▸ What you should do
In the records below, find the line containing "pub document_text: &'a" and restate it and all lines after it exactly, through the last line.

▸ Dataset

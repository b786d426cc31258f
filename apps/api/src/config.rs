use std::str::FromStr;

use anyhow::{Context, Result};

use crate::llm_client::LlmSettings;

const DEFAULT_MODEL: &str = "gemini-1.5-flash";
const DEFAULT_API_BASE: &str = "https://generativelanguage.googleapis.com";

/// Application configuration loaded from environment variables.
/// Startup fails if required variables are missing.
#[derive(Debug, Clone)]
pub struct Config {
    pub google_api_key: String,
    pub gemini_model: String,
    pub gemini_api_base: String,
    pub llm_timeout_secs: u64,
    pub llm_max_retries: u32,
    pub llm_temperature: Option<f32>,
    /// Upper bound on submitted document length, in characters.
    pub max_document_chars: usize,
    pub static_dir: String,
    pub port: u16,
    pub rust_log: String,
}

impl Config {
    pub fn from_env() -> Result<Self> {
        dotenvy::dotenv().ok(); // load .env if present; ignore if missing

        Ok(Config {
            google_api_key: require_env("GOOGLE_API_KEY")?,
            gemini_model: env_or("GEMINI_MODEL", DEFAULT_MODEL),
            gemini_api_base: env_or("GEMINI_API_BASE", DEFAULT_API_BASE),
            llm_timeout_secs: parse_env("LLM_TIMEOUT_SECS", 120)?,
            llm_max_retries: parse_env("LLM_MAX_RETRIES", 3)?,
            llm_temperature: std::env::var("LLM_TEMPERATURE")
                .ok()
                .map(|v| v.parse::<f32>())
                .transpose()
                .context("LLM_TEMPERATURE must be a number")?,
            max_document_chars: parse_env("MAX_DOCUMENT_CHARS", 100_000)?,
            static_dir: env_or("STATIC_DIR", "static"),
            port: parse_env("PORT", 5000)?,
            rust_log: env_or("RUST_LOG", "info"),
        })
    }

    /// Provider settings handed to the LLM client at startup.
    pub fn llm_settings(&self) -> LlmSettings {
        LlmSettings {
            api_key: self.google_api_key.clone(),
            model: self.gemini_model.clone(),
            base_url: self.gemini_api_base.trim_end_matches('/').to_string(),
            timeout_secs: self.llm_timeout_secs,
            max_retries: self.llm_max_retries.max(1),
            temperature: self.llm_temperature,
        }
    }
}

#[cfg(test)]
impl Config {
    /// Fixed configuration for router and handler tests.
    pub fn for_tests(static_dir: &str) -> Self {
        Config {
            google_api_key: "test-key".to_string(),
            gemini_model: "gemini-1.5-flash".to_string(),
            gemini_api_base: "http://localhost:9999/".to_string(),
            llm_timeout_secs: 30,
            llm_max_retries: 0,
            llm_temperature: Some(0.2),
            max_document_chars: 1000,
            static_dir: static_dir.to_string(),
            port: 5000,
            rust_log: "info".to_string(),
        }
    }
}

fn require_env(key: &str) -> Result<String> {
    std::env::var(key).with_context(|| format!("Required environment variable '{key}' is not set"))
}

fn env_or(key: &str, default: &str) -> String {
    std::env::var(key).unwrap_or_else(|_| default.to_string())
}

fn parse_env<T>(key: &str, default: T) -> Result<T>
where
    T: FromStr,
    T::Err: std::error::Error + Send + Sync + 'static,
{
    match std::env::var(key) {
        Ok(raw) => raw
            .trim()
            .parse::<T>()
            .with_context(|| format!("{key} must be a valid number, got '{raw}'")),
        Err(_) => Ok(default),
    }
}

#[cfg(test)]
mod tests {
    use super::*;

    #[test]
    fn test_llm_settings_trims_trailing_slash() {
        let settings = Config::for_tests("static").llm_settings();
        assert_eq!(settings.base_url, "http://localhost:9999");
        assert_eq!(settings.model, "gemini-1.5-flash");
    }

    #[test]
    fn test_llm_settings_always_allows_one_attempt() {
        let settings = Config::for_tests("static").llm_settings();
        assert_eq!(settings.max_retries, 1);
    }

    #[test]
    fn test_parse_env_uses_default_when_unset() {
        let value: u64 = parse_env("CLAUSELENS_TEST_UNSET_VARIABLE", 42).unwrap();
        assert_eq!(value, 42);
    }

    #[test]
    fn test_parse_env_rejects_non_numeric_value() {
        std::env::set_var("CLAUSELENS_TEST_BAD_NUMBER", "abc");
        let err = parse_env::<u16>("CLAUSELENS_TEST_BAD_NUMBER", 5000).unwrap_err();
        let message = err.to_string();
        assert!(message.contains("CLAUSELENS_TEST_BAD_NUMBER"));
        assert!(message.contains("'abc'"));
    }

    #[test]
    fn test_require_env_reports_missing_key() {
        let err = require_env("CLAUSELENS_TEST_MISSING_KEY").unwrap_err();
        assert_eq!(
            err.to_string(),
            "Required environment variable 'CLAUSELENS_TEST_MISSING_KEY' is not set"
        );
    }
}
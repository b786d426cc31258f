//! Axum route handler for the analysis API.

use axum::{extract::rejection::JsonRejection, extract::State, Json};
use serde::Deserialize;
use tracing::info;

use crate::analysis::models::AnalysisResult;
use crate::errors::AppError;
use crate::state::AppState;

#[derive(Debug, Deserialize)]
pub struct AnalyzeRequest {
    pub text: Option<String>,
    pub role: Option<String>,
}

/// POST /analyze
///
/// Runs one analysis of `text` from the perspective of `role`.
/// Missing fields, empty fields and oversized documents are rejected with 400.
pub async fn handle_analyze(
    State(state): State<AppState>,
    payload: Result<Json<AnalyzeRequest>, JsonRejection>,
) -> Result<Json<AnalysisResult>, AppError> {
    let Json(request) = payload.map_err(|e| AppError::Validation(e.body_text()))?;

    let (Some(text), Some(role)) = (request.text, request.role) else {
        return Err(AppError::Validation(
            "Missing document text or role in request.".to_string(),
        ));
    };

    let limit = state.config.max_document_chars;
    if text.chars().count() > limit {
        return Err(AppError::Validation(format!(
            "Document text exceeds the {limit} character limit"
        )));
    }

    info!("Analyzing document as '{}' ({} bytes)", role, text.len());

    let result = state.pipeline.analyze(&role, &text).await?;
    Ok(Json(result))
}
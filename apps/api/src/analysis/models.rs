use serde::Serialize;

use crate::analysis::pipeline::AnalysisError;

/// Risk classification for a single clause.
#[derive(Debug, Clone, Copy, PartialEq, Eq, Serialize)]
pub enum RiskLevel {
    High,
    Medium,
    Low,
    Informational,
}

impl RiskLevel {
    pub const ALL: [RiskLevel; 4] = [
        RiskLevel::High,
        RiskLevel::Medium,
        RiskLevel::Low,
        RiskLevel::Informational,
    ];

    pub fn as_str(&self) -> &'static str {
        match self {
            RiskLevel::High => "High",
            RiskLevel::Medium => "Medium",
            RiskLevel::Low => "Low",
            RiskLevel::Informational => "Informational",
        }
    }

    /// Parses a model-supplied label. Only the four exact literals are accepted.
    pub fn parse(label: &str) -> Option<Self> {
        Self::ALL.into_iter().find(|level| level.as_str() == label)
    }
}

/// One clause-level finding.
#[derive(Debug, Clone, PartialEq, Serialize)]
pub struct Insight {
    pub clause_name: String,
    pub risk_level: RiskLevel,
    /// Expected to be a verbatim excerpt of the analyzed document.
    pub quote: String,
    pub insight: String,
    pub suggestion: String,
}

/// Structured risk assessment returned to callers.
#[derive(Debug, Clone, PartialEq, Serialize)]
pub struct AnalysisResult {
    pub summary: String,
    pub insights: Vec<Insight>,
}

/// Validated input for one analysis cycle.
#[derive(Debug, Clone)]
pub struct AnalysisRequest<'a> {
    pub role: &'a str,
    pub document_text: &'a str,
}

impl<'a> AnalysisRequest<'a> {
    pub fn new(role: &'a str, document_text: &'a str) -> Result<Self, AnalysisError> {
        if role.trim().is_empty() {
            return Err(AnalysisError::InvalidInput("role cannot be empty".to_string()));
        }
        if document_text.trim().is_empty() {
            return Err(AnalysisError::InvalidInput(
                "document text cannot be empty".to_string(),
            ));
        }
        Ok(Self {
            role,
            document_text,
        })
    }
}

▸ Response to this exercise
    pub document_text: &'a str,
}

impl<'a> AnalysisRequest<'a> {
    pub fn new(role: &'a str, document_text: &'a str) -> Result<Self, AnalysisError> {
        if role.trim().is_empty() {
            return Err(AnalysisError::InvalidInput("role cannot be empty".to_string()));
        }
        if document_text.trim().is_empty() {
            return Err(AnalysisError::InvalidInput(
                "document text cannot be empty".to_string(),
            ));
        }
        Ok(Self {
            role,
            document_text,
        })
    }
}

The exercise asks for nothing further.